A report published by the US Central Intelligence Agency in December 2000 does not anticipate any problems in meeting the world's rising demand for fossil fuels over the next 15 years. The relevant section of the report touches on several issues discussed in this Review besides oil depletion. It reads:

"Sustained global economic growth, along with population increases, will drive a nearly 50 percent increase in the demand for energy over the next 15 years. Total oil demand will increase from roughly 75 million barrels per day in 2000 to more than 100 million barrels in 2015, an increase almost as large as OPEC's current production. Over the next 15 years, natural gas usage will increase more rapidly than that of any other energy source-by more than 100 percent-mainly stemming from the tripling of gas consumption in Asia.

"Asia will drive the expansion in energy demand, replacing North America as the leading energy consumption region and accounting for more than half of the world's total increase in demand.

  • China, and to a lesser extent India, will see especially dramatic increases in energy consumption.
  • By 2015, only one-tenth of Persian Gulf oil will be directed to Western markets; three-quarters will go to Asia.

"Fossil fuels will remain the dominant form of energy despite increasing concerns about global warming. Efficiency of solar cells will improve, genetic engineering will increase the long-term prospects for the large-scale use of ethanol, and hydrates will be used increasingly as fuels. Nuclear energy use will remain at current levels.

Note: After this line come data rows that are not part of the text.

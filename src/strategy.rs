//! Static per-platform extraction strategy catalog.
//!
//! Each platform maps to an ordered list of [`StrategyConfig`]s, from "best
//! success odds, most targeted headers/client hints" down to "most
//! permissive, generic". The orchestrator walks the list in order, so the
//! ordering here IS the escalation policy. The catalog is static data read
//! at run time; adding a platform or a fallback tier is a data change only.

use std::time::Duration;

use crate::platform::Platform;

/// Browser user agent presented to platforms that gate formats on it.
const DESKTOP_UA: &str = "Mozilla/5.0 (Windows NT 10.0; Win64; x64) AppleWebKit/537.36 \
                          (KHTML, like Gecko) Chrome/91.0.4472.124 Safari/537.36";

/// Socket/fragment timeout budgets for one extraction attempt.
#[derive(Debug, Clone, Copy, PartialEq, Eq)]
pub struct Timeouts {
    /// Budget for establishing connections and metadata round-trips.
    pub socket: Duration,
    /// Budget for each media fragment read.
    pub per_fragment: Duration,
}

/// One extraction attempt's full configuration.
///
/// Read-only at run time; constructed only in the static tables below.
#[derive(Debug, Clone, Copy, PartialEq, Eq)]
pub struct StrategyConfig {
    /// Stable name used in logs and attempt records.
    pub name: &'static str,
    /// Format selector handed to the extraction engine.
    pub format_selector: &'static str,
    /// HTTP headers the engine presents to the platform.
    pub http_headers: &'static [(&'static str, &'static str)],
    /// Ordered player-client variants to impersonate (platform-specific).
    pub client_variants: &'static [&'static str],
    /// Network timeout budgets for this attempt.
    pub timeouts: Timeouts,
    /// In-place retries allowed before escalating to the next strategy.
    pub retry_budget: u32,
    /// Literal extra engine switches (most permissive tiers loosen checks).
    pub feature_flags: &'static [&'static str],
}

const DEFAULT_TIMEOUTS: Timeouts = Timeouts {
    socket: Duration::from_secs(15),
    per_fragment: Duration::from_secs(20),
};

/// YouTube: targeted android/web clients first, then the web-safari pairing
/// that survives player API shape changes, then an unconstrained last resort.
const YOUTUBE: &[StrategyConfig] = &[
    StrategyConfig {
        name: "youtube-android-client",
        format_selector: "best[ext=mp4]/best",
        http_headers: &[("User-Agent", DESKTOP_UA)],
        client_variants: &["android", "web"],
        timeouts: DEFAULT_TIMEOUTS,
        retry_budget: 2,
        feature_flags: &[],
    },
    StrategyConfig {
        name: "youtube-web-safari",
        format_selector: "best[ext=mp4]/best",
        http_headers: &[("User-Agent", DESKTOP_UA)],
        client_variants: &["web", "web_safari"],
        timeouts: DEFAULT_TIMEOUTS,
        retry_budget: 2,
        feature_flags: &["--no-check-certificate"],
    },
    StrategyConfig {
        name: "youtube-permissive",
        format_selector: "best",
        http_headers: &[],
        client_variants: &[],
        timeouts: Timeouts {
            socket: Duration::from_secs(30),
            per_fragment: Duration::from_secs(30),
        },
        retry_budget: 1,
        feature_flags: &["--no-check-certificate"],
    },
];

/// Instagram serves different format sets to browser and bare clients;
/// the browser-UA tier first, then unconstrained.
const INSTAGRAM: &[StrategyConfig] = &[
    StrategyConfig {
        name: "instagram-browser",
        format_selector: "best[ext=mp4]/best",
        http_headers: &[("User-Agent", DESKTOP_UA)],
        client_variants: &[],
        timeouts: DEFAULT_TIMEOUTS,
        retry_budget: 2,
        feature_flags: &[],
    },
    StrategyConfig {
        name: "instagram-permissive",
        format_selector: "best",
        http_headers: &[],
        client_variants: &[],
        timeouts: DEFAULT_TIMEOUTS,
        retry_budget: 1,
        feature_flags: &["--no-check-certificate"],
    },
];

const TIKTOK: &[StrategyConfig] = &[
    StrategyConfig {
        name: "tiktok-browser",
        format_selector: "best[ext=mp4]/best",
        http_headers: &[("User-Agent", DESKTOP_UA)],
        client_variants: &[],
        timeouts: DEFAULT_TIMEOUTS,
        retry_budget: 2,
        feature_flags: &[],
    },
    StrategyConfig {
        name: "tiktok-permissive",
        format_selector: "best",
        http_headers: &[],
        client_variants: &[],
        timeouts: DEFAULT_TIMEOUTS,
        retry_budget: 1,
        feature_flags: &["--no-check-certificate"],
    },
];

const FACEBOOK: &[StrategyConfig] = &[
    StrategyConfig {
        name: "facebook-browser",
        format_selector: "best[ext=mp4]/best",
        http_headers: &[("User-Agent", DESKTOP_UA)],
        client_variants: &[],
        timeouts: DEFAULT_TIMEOUTS,
        retry_budget: 2,
        feature_flags: &[],
    },
    StrategyConfig {
        name: "facebook-permissive",
        format_selector: "best",
        http_headers: &[],
        client_variants: &[],
        timeouts: DEFAULT_TIMEOUTS,
        retry_budget: 1,
        feature_flags: &["--no-check-certificate"],
    },
];

const TWITTER: &[StrategyConfig] = &[
    StrategyConfig {
        name: "twitter-browser",
        format_selector: "best[ext=mp4]/best",
        http_headers: &[("User-Agent", DESKTOP_UA)],
        client_variants: &[],
        timeouts: DEFAULT_TIMEOUTS,
        retry_budget: 2,
        feature_flags: &[],
    },
    StrategyConfig {
        name: "twitter-permissive",
        format_selector: "best",
        http_headers: &[],
        client_variants: &[],
        timeouts: DEFAULT_TIMEOUTS,
        retry_budget: 1,
        feature_flags: &[],
    },
];

/// Single best-effort configuration for unrecognized platforms.
const GENERIC: &[StrategyConfig] = &[StrategyConfig {
    name: "generic-best",
    format_selector: "best",
    http_headers: &[],
    client_variants: &[],
    timeouts: DEFAULT_TIMEOUTS,
    retry_budget: 2,
    feature_flags: &[],
}];

impl Platform {
    /// Returns this platform's ordered strategy list.
    #[must_use]
    pub fn strategies(self) -> &'static [StrategyConfig] {
        match self {
            Self::YouTube => YOUTUBE,
            Self::Instagram => INSTAGRAM,
            Self::TikTok => TIKTOK,
            Self::Facebook => FACEBOOK,
            Self::Twitter => TWITTER,
            Self::Generic => GENERIC,
        }
    }
}

/// Returns the ordered strategy list for a canonical URL.
///
/// Same canonical URL, same platform, same strategy ordering - classification
/// is stable across calls.
#[must_use]
pub fn strategies_for(canonical_url: &str) -> &'static [StrategyConfig] {
    Platform::detect(canonical_url).strategies()
}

"Meeting the increase in demand for energy will pose neither a major supply challenge nor lead to substantial price increases in real terms. Estimates of the world's total endowment of oil have steadily increased as technological progress in extracting oil from remote sources has enabled new discoveries and more efficient production. Recent estimates indicate that 80 percent of the world's available oil still remains in the ground, as does 95 percent of the world's natural gas.

  • The Persian Gulf region-absent a major war-will see large increases in oil production capacity and will rise in its overall importance to the world energy market. Other areas of the world-including Russia, coastal West Africa, and Greenland-will also increase their role in global energy markets. Russia and the Middle East account for three-quarters of known gas reserves.
  • Latin America-principally Venezuela, Mexico, and Brazil-has more than 117 billion barrels of proven oil reserves and potentially 114 billion barrels of undiscovered oil, according to the US Geological Survey. With foreign participation, Latin American production could increase from 9 million barrels per day to more than 14 million.
  • Caspian energy development is likely to be in high gear by 2015. New transport routes for Caspian oil and gas exports that do not transit Russia will be operating.

"Oil-producing countries will continue to exert leverage on the market to increase prices but are unlikely to achieve stable high prices. Energy prices are likely to become more unstable in the next 15 years, as periodic price hikes are followed by price collapses.

"By 2015, global energy markets will have coalesced into two quasi-hemispheric patterns. Asia's energy needs will be met either through coal from the region or from oil and gas supplies from the Persian Gulf, Central Asia, and Russia. Western Europe and the Western Hemisphere will draw on the Atlantic Basin for their energy sources at world prices."

Not surprisingly, the increased level of economic activity will have serious environmental consequences but, realistically perhaps, the CIA does not expect effective international action to be taken to counteract these.

"Contemporary environmental problems will persist and in many instances grow over the next 15 years. With increasingly intensive land use, significant degradation of arable land will continue as will the loss of tropical forests. Given the promising global economic outlook, greenhouse gas emissions will increase substantially. The depletion of tropical forests and other species-rich habitats, such as wetlands and coral reefs, will exacerbate the historically large losses of biological species now occurring. (...)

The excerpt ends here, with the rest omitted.